_Dataset entries:_
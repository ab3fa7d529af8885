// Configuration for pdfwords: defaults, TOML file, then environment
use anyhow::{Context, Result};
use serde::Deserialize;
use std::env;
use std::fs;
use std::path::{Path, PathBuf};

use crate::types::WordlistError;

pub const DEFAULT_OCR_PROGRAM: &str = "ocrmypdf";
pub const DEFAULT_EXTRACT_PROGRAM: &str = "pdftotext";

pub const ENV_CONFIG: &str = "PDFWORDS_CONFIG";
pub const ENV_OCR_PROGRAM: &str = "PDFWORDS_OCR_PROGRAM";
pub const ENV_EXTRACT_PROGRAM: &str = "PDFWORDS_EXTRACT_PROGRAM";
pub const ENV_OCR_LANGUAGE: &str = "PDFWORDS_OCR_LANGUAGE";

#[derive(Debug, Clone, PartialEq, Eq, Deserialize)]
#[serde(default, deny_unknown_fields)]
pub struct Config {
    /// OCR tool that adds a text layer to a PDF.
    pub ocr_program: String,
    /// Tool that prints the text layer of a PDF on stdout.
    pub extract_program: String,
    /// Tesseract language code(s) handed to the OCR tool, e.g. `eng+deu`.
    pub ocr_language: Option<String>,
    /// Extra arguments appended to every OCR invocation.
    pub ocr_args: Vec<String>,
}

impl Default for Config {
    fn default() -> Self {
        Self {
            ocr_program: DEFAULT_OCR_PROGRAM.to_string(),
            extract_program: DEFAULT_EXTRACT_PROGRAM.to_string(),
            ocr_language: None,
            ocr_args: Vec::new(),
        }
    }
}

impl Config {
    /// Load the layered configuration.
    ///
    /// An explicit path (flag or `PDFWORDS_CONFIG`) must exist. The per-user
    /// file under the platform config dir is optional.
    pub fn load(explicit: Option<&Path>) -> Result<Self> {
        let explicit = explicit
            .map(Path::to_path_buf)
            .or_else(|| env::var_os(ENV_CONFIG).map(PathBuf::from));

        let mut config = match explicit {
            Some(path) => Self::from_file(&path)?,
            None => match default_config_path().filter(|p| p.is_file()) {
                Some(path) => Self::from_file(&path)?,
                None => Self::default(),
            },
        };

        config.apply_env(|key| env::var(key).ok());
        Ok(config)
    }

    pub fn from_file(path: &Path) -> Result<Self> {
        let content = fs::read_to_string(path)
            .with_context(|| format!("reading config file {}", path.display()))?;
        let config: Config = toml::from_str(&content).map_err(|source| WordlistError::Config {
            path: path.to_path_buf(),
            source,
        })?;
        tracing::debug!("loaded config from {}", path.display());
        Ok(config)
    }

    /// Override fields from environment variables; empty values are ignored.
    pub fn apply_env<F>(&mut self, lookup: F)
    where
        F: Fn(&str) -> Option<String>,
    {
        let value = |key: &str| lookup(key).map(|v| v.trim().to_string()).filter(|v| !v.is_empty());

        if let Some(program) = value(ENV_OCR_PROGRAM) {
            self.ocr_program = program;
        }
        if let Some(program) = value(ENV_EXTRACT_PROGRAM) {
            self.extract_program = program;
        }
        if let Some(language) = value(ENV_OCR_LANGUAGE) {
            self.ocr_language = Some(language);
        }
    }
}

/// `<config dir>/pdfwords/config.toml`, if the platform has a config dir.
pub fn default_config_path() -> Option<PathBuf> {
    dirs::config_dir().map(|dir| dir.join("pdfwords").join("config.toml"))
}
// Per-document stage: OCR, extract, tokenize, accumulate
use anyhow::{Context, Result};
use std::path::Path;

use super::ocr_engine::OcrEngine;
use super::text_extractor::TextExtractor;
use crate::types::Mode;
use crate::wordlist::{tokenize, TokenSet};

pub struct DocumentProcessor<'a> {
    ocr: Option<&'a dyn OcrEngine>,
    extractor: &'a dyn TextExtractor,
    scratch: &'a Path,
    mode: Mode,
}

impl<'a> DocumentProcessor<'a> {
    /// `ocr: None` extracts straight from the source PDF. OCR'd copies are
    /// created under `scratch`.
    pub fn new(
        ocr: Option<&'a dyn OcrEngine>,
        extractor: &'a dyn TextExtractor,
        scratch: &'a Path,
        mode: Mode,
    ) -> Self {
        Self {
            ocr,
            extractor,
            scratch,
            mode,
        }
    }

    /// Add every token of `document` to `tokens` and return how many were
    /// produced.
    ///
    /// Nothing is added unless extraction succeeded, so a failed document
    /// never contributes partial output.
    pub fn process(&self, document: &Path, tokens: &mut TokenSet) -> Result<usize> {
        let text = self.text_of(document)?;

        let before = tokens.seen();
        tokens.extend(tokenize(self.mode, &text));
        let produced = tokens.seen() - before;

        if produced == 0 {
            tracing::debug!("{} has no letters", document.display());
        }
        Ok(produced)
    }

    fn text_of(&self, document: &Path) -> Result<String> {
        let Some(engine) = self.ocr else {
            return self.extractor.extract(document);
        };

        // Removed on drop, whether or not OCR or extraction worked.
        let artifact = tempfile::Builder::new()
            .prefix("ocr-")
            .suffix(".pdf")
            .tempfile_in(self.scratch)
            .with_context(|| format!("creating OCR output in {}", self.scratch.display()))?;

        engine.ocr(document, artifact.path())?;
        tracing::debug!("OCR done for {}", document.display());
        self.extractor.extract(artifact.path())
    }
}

_ACTIVITY:_
Copy task for the entries above: every line with the string "under".

_EXERCISE RESULT:_
    /// file under the platform config dir is optional.
    /// created under `scratch`.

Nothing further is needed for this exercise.